The Great Chronicle of Buddhas

by Ven. Mingun Sayadaw | 1990 | 1,044,401 words

This page describes The Asura King (Rahu) contained within the book called the Great Chronicle of Buddhas (maha-buddha-vamsa), a large compilation of stories revolving around the Buddhas and Buddhist disciples. This page is part of the series known as the Buddha’s Height Measured by a Brahmin. This great chronicle of Buddhas was compiled by Ven. Mingun Sayadaw who had a thorough understanding of the thousands and thousands of Buddhist teachings (suttas).
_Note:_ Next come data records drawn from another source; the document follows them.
//! Session CLI commands: list, create, rename, delete.

use anyhow::{Context, Result};
use comfy_table::{presets, Cell, Color, ContentArrangement, Table};
use console::style;
use dialoguer::Confirm;

use crate::cli::truncate;
use crate::state::AppState;

/// List the sessions of the configured tenant/user.
///
/// # Examples
///
/// ```bash
/// chatsync sessions
/// chatsync ls --json
/// ```
pub async fn list_sessions(state: &AppState, json: bool) -> Result<()> {
    let sessions = state
        .manager
        .list_sessions()
        .await
        .context("Failed to list sessions")?;

    if json {
        println!("{}", serde_json::to_string_pretty(&sessions)?);
        return Ok(());
    }

    if sessions.is_empty() {
        println!();
        println!(
            "  {} No sessions for user '{}' in tenant '{}'. Start one with: {}",
            style("i").blue().bold(),
            style(&state.config.user).cyan(),
            style(&state.config.tenant).cyan(),
            style("chatsync create").yellow()
        );
        println!();
        return Ok(());
    }

    let mut table = Table::new();
    table.load_preset(presets::UTF8_FULL_CONDENSED);
    table.set_content_arrangement(ContentArrangement::Dynamic);

    table.set_header(vec![
        Cell::new("Id").fg(Color::White),
        Cell::new("Name").fg(Color::White),
        Cell::new("Tokens").fg(Color::White),
    ]);

    for session in &sessions {
        let tokens = session
            .tokens_used
            .map(|t| t.to_string())
            .unwrap_or_else(|| "-".to_string());

        table.add_row(vec![
            Cell::new(&session.session_id).fg(Color::DarkGrey),
            Cell::new(truncate(&session.name, 40)).fg(Color::Cyan),
            Cell::new(tokens).fg(Color::White),
        ]);
    }

    println!();
    println!("{table}");
    println!();
    println!(
        "  {} session{}",
        style(sessions.len()).bold(),
        if sessions.len() == 1 { "" } else { "s" }
    );
    println!();

    Ok(())
}

/// Create a session and print its id.
pub async fn create_session(state: &AppState, json: bool) -> Result<()> {
    let session = state
        .manager
        .create_session()
        .await
        .context("Failed to create session")?;

    if json {
        println!("{}", serde_json::to_string_pretty(&session)?);
    } else {
        println!();
        println!(
            "  {} Created '{}' ({})",
            style("✓").green().bold(),
            style(&session.name).cyan(),
            style(&session.session_id).dim()
        );
        println!();
    }

    Ok(())
}

/// Rename a session, locally only or on the gateway as well.
pub async fn rename_session(
    state: &AppState,
    session_id: &str,
    name: &str,
    local: bool,
    json: bool,
) -> Result<()> {
    state.warm().await?;
    state
        .manager
        .rename_session(session_id, name, local)
        .await
        .with_context(|| format!("Failed to rename session '{session_id}'"))?;

    if json {
        let out = serde_json::json!({
            "sessionId": session_id,
            "name": name,
            "localOnly": local,
        });
        println!("{}", serde_json::to_string_pretty(&out)?);
    } else {
        println!();
        println!(
            "  {} Renamed {} to '{}'{}",
            style("✓").green().bold(),
            style(session_id).dim(),
            style(name).cyan(),
            if local { " (local only)" } else { "" }
        );
        println!();
    }

    Ok(())
}

/// Delete a session after confirmation.
pub async fn delete_session(
    state: &AppState,
    session_id: &str,
    force: bool,
    json: bool,
) -> Result<()> {
    state.warm().await?;

    let session = state
        .manager
        .session(session_id)
        .await
        .with_context(|| format!("Session '{session_id}' not found"))?;

    if !force && !json {
        let confirmed = Confirm::new()
            .with_prompt(format!(
                "Delete session '{}' and all its messages?",
                session.name
            ))
            .default(false)
            .interact()?;

        if !confirmed {
            println!("  Cancelled.");
            return Ok(());
        }
    }

    state
        .manager
        .delete_session(session_id)
        .await
        .with_context(|| format!("Failed to delete session '{session_id}'"))?;

    if json {
        let out = serde_json::json!({ "deleted": session_id });
        println!("{}", serde_json::to_string_pretty(&out)?);
    } else {
        println!();
        println!(
            "  {} Deleted '{}'",
            style("✓").green().bold(),
            style(&session.name).cyan()
        );
        println!();
    }

    Ok(())
}
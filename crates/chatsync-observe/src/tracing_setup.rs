//! Tracing subscriber initialization with structured logging and optional
//! OpenTelemetry trace export.
//!
//! # Usage
//!
//! ```no_run
//! // Structured logging only, `warn` unless RUST_LOG says otherwise
//! chatsync_observe::tracing_setup::init_tracing("warn", false).unwrap();
//!
//! // With OpenTelemetry export to stdout (for local development)
//! chatsync_observe::tracing_setup::init_tracing("info,chatsync_core=debug", true).unwrap();
//! ```

use opentelemetry::trace::TracerProvider as _;
use opentelemetry_sdk::trace::SdkTracerProvider;
use tracing_subscriber::fmt::format::FmtSpan;
use tracing_subscriber::layer::SubscriberExt;
use tracing_subscriber::util::SubscriberInitExt;
use tracing_subscriber::EnvFilter;

use std::sync::OnceLock;

/// Stores the OTel tracer provider so it can be shut down cleanly on exit.
static TRACER_PROVIDER: OnceLock<SdkTracerProvider> = OnceLock::new();

/// Build the level filter: `RUST_LOG` wins, `default_filter` otherwise.
pub fn build_filter(default_filter: &str) -> EnvFilter {
    EnvFilter::try_from_default_env().unwrap_or_else(|_| EnvFilter::new(default_filter))
}

/// Initialize the global tracing subscriber.
///
/// - Always installs a `fmt` layer writing to stderr, so command output on
///   stdout stays machine-readable.
/// - When `enable_otel` is true, additionally bridges tracing spans to
///   OpenTelemetry using a stdout exporter.
///
/// # Errors
///
/// Returns an error if the global subscriber has already been set.
pub fn init_tracing(
    default_filter: &str,
    enable_otel: bool,
) -> Result<(), Box<dyn std::error::Error>> {
    let fmt_layer = tracing_subscriber::fmt::layer()
        .with_writer(std::io::stderr)
        .with_target(true)
        .with_span_events(FmtSpan::CLOSE);

    let env_filter = build_filter(default_filter);

    if enable_otel {
        let provider = SdkTracerProvider::builder()
            .with_simple_exporter(opentelemetry_stdout::SpanExporter::default())
            .build();
        let tracer = provider.tracer("chatsync");
        let otel_layer = tracing_opentelemetry::layer().with_tracer(tracer);

        let _ = TRACER_PROVIDER.set(provider.clone());
        opentelemetry::global::set_tracer_provider(provider);

        tracing_subscriber::registry()
            .with(env_filter)
            .with(fmt_layer)
            .with(otel_layer)
            .try_init()?;
    } else {
        tracing_subscriber::registry()
            .with(env_filter)
            .with(fmt_layer)
            .try_init()?;
    }

    Ok(())
}

/// Flush pending traces and shut down the OpenTelemetry tracer provider.
///
/// Safe to call even when OTel was not enabled (no-op in that case).
pub fn shutdown_tracing() {
    if let Some(provider) = TRACER_PROVIDER.get() {
        if let Err(e) = provider.shutdown() {
            eprintln!("Warning: OTel tracer provider shutdown error: {e}");
        }
    }
}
Rāhu, the Asura Deva King, was four thousand and eight hundred yojanas in height. The distance between his two arms was one thousand and two hundred yojanas. The thickness of his body was six hundred yojanas. His palms and his soles were three hundred yojanas in perimeter. The portion of the finger between two joints is fifty yojanas long. The distance between the two eye-brows was fifty yojanas. The mouth was two hundred yojanas long, three hundred yojanas deep and three hundred yojanas in circumference. The neck has (a girth of) three hundred yojanas. The forehead was three hundred yojanas. The forehead was three hundred yojanas in breadth and the head nine hundred yojanas.

Rāhu, the Asura King, thought: “I am too tall, I will not be able to look down and see the Exalted One.” So he did not go to the Buddha. But, one day, he heard words about the greatness of the Buddha and so he went, hoping to see the Master by any possible means.

Knowing the Asura Deva King’s mind, the Buddha thought of the posture in which He should be viewed. Then since a person who is standing appears to be tall in spite of his short stature, the Buddha decided to show His body to the Asura-king in a lying posture. The Buddha told the Thera Ānanda to put a small couch outside the Fragrant Chamber and then He lay down on the right side on the couch like a lion-king.

Rāhu then went near the Buddha but he had to look up to see the Buddha’s face, just as he had to stretch his neck and look up at the moon in the sky. The Buddha asked him why he had come to see Him only after a very long time. The Asura King replied that he had not come because he haboured under the misapprehension that he would not be able to stoop and see the Glorious Buddha.

Then the Buddha said to him: “Asura King! I have not developed the Perfections (Pāramīs) holding my head down (that is, relaxing my effort). I have given alms always holding up my head (that is, without relaxing my effort).”

On that very day, Rāhu, the Asura King, formally become one who took refuge in the Buddha.